Does this seem like too many rocks? At the very least, the large piece on the right and the wood log on the left will remain. The other pieces not sure if it makes it look a bit too crowded. Not sure on which fish yet, though most likely to be haps or peacocks, or SA/CA cichlids.


----------



## fish_gazer (Nov 9, 2017)

I haven't been in this group long and have only recently just got back into the fish game, but the conventional thinking around these parts seems to be to 'scape it to your planned species/fish count.

I have a 75 gallon (48" x 18" x 24") and have it built up 2/3rds the height and the full width with rocks, driftwood and stones. I have an mbuna, 2 habs and 5 peacocks and thus, am breaking all the "rules" lol

It actually works though. My alpha male is a peacock who patrols the front section, 2 of the other peacocks patrol the back (my tank is viewable from three sides), the two habs patrol a territory on either side of the aquarium, the yellow lab does his rock dweller thing, leaving the other two peacocks to just kind of float around avoiding the big boys.

The point for me was to create the aquaspere, then allow the boys to adapt to it. I've had to rehome 9 fish due to aggression/bullying issues but think I finally have a group that will work.

Anyway, my thought is that it looks fine. But I am the last person to be doling out aquarium advice, and am certainly no authority on the matter. So take it with a grain of salt.


----------



## CharlesMTF (Oct 20, 2003)

Thank you for the comments. I think I'm more concerned on the "look" than I am on whether it'll work with the fish. I don't think its an issue with the fish, I just didn't want it to look so crowded that it looks "blah".


----------



## Old Newbie (Feb 18, 2017)

CharlesMTF said:


> Thank you for the comments. I think I'm more concerned on the "look" than I am on whether it'll work with the fish. I don't think its an issue with the fish, I just didn't want it to look so crowded that it looks "blah".

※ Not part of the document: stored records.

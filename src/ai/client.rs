//! LLM (`OpenAI`) API client module
//!
//! Sends a single-turn chat completion and returns the first answer.

use async_trait::async_trait;
use openai_api_rs::v1::chat_completion::MessageRole;
use reqwest::Client;
use reqwest::header::{AUTHORIZATION, CONTENT_TYPE, HeaderMap, HeaderValue};
use serde_json::{Value, json};
use tracing::info;

use crate::errors::BotError;

#[must_use]
pub fn estimate_tokens(text: &str) -> usize {
    text.chars().count() / 4 + 1
}

/// Anything that can turn a prompt into an answer.
#[async_trait]
pub trait CompletionModel: Send + Sync {
    /// # Errors
    ///
    /// Returns an error if the request fails or the response has no answer text.
    async fn complete(&self, prompt: &str) -> Result<String, BotError>;
}

/// Chat completion client for `OpenAI`-compatible endpoints
pub struct LlmClient {
    http: Client,
    api_key: String,
    org_id: Option<String>,
    model_name: String,
    api_base: String,
}

impl LlmClient {
    #[must_use]
    pub fn new(
        http: Client,
        api_key: String,
        org_id: Option<String>,
        model_name: String,
        api_base: String,
    ) -> Self {
        Self {
            http,
            api_key,
            org_id,
            model_name,
            api_base: api_base.trim_end_matches('/').to_string(),
        }
    }

    #[must_use]
    pub fn model_name(&self) -> &str {
        &self.model_name
    }

    /// Request body for a one-message conversation.
    #[must_use]
    pub fn build_request(&self, prompt: &str) -> Value {
        json!({
            "model": self.model_name,
            "messages": [
                { "role": MessageRole::assistant, "content": prompt }
            ]
        })
    }

    fn headers(&self) -> Result<HeaderMap, BotError> {
        let mut headers = HeaderMap::new();
        let auth_value = HeaderValue::from_str(&format!("Bearer {}", self.api_key))
            .map_err(|e| BotError::HttpError(format!("Invalid Authorization header: {e}")))?;
        headers.insert(AUTHORIZATION, auth_value);
        headers.insert(CONTENT_TYPE, HeaderValue::from_static("application/json"));

        if let Some(org) = &self.org_id {
            let org_value = HeaderValue::from_str(org).map_err(|e| {
                BotError::HttpError(format!("Invalid OpenAI-Organization header: {e}"))
            })?;
            headers.insert("OpenAI-Organization", org_value);
        }

        Ok(headers)
    }
}

/// Pulls `choices[0].message.content` out of a completion response.
///
/// # Errors
///
/// Returns an error when the response carries no answer text.
pub fn extract_answer(response: &Value) -> Result<String, BotError> {
    response
        .get("choices")
        .and_then(Value::as_array)
        .and_then(|choices| choices.first())
        .and_then(|choice| choice.get("message"))
        .and_then(|message| message.get("content"))
        .and_then(Value::as_str)
        .map(ToString::to_string)
        .ok_or_else(|| {
            BotError::OpenAIError("Response did not contain choices[0].message.content".to_string())
        })
}

#[async_trait]
impl CompletionModel for LlmClient {
    async fn complete(&self, prompt: &str) -> Result<String, BotError> {
        #[cfg(feature = "debug-logs")]
        info!("Using ChatGPT prompt:\n{}", prompt);

        info!(
            model = %self.model_name,
            estimated_tokens = estimate_tokens(prompt),
            "Requesting chat completion"
        );

        let response = self
            .http
            .post(format!("{}/chat/completions", self.api_base))
            .headers(self.headers()?)
            .json(&self.build_request(prompt))
            .send()
            .await
            .map_err(|e| BotError::HttpError(format!("OpenAI API request failed: {e}")))?;

        let status = response.status();
        if !status.is_success() {
            let error_text = response.text().await.unwrap_or_else(|e| {
                format!("Failed to read error response body (status {status}): {e}")
            });
            return Err(BotError::OpenAIError(format!(
                "OpenAI API error (status {status}): {error_text}"
            )));
        }

        let response_json: Value = response.json().await.map_err(|e| {
            BotError::OpenAIError(format!("Failed to parse OpenAI response: {e}"))
        })?;

        extract_answer(&response_json)
    }
}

I keep Mbuna, so naturally I like a lot of rock.








This 75 has about 100 pounds of some fairly thin slate stacked end to end and front to back. With the filter outputs in the middle spraying toward the front corners, what ever waste does not get picked up by the inputs in the back corners seems to gather in the back center under the outputs where there is an open spot that is accessible to vacuum. There are so many passage ways and caves there is constant activity with the Mbuna and Synodontis.


----------



## fish_gazer (Nov 9, 2017)

CharlesMTF said:


> Thank you for the comments. I think I'm more concerned on the "look" than I am on whether it'll work with the fish. I don't think its an issue with the fish, I just didn't want it to look so crowded that it looks "blah".


Oh. Well in that case it would depend on the person's perspective who is doing the judging. I view aqua-scaping as an expression of oneself, like art. Some may see trash in what I have while others may see treasure, and still others may be indifferent. What's important is that I like it, or at least that's what I'm telling myself. lol

I see a nice design in the placement of your rocks. It looks cool.


----------



## Steve C (Oct 9, 2011)

Nice looking tank. Like was said it depends on the eye of each person looking at it. Haps/peacocks/SA/CA dont need a ton of rock work so you have a fine amount. I like the rocks you have(and wood) only suggestion I would make is to maybe group some of the rocks together. Don't take it the wrong way  just the way you have it now all the rocks are so evenly spaced it kind'a has a man made feel to it. Maybe put 3-4 rocks together then vary the distance between each group and a few lone ones out here & there. Would give it a more natural feel I think. Just a suggestion.


----------



## CharlesMTF (Oct 20, 2003)

Thank you for everyone's input. Exactly what I was looking for. Going to probably take out the smaller rock behind the log, and re-arrange slightly so as to make it look less man-made. Will hopefully get this thing operational sooner than later.


----------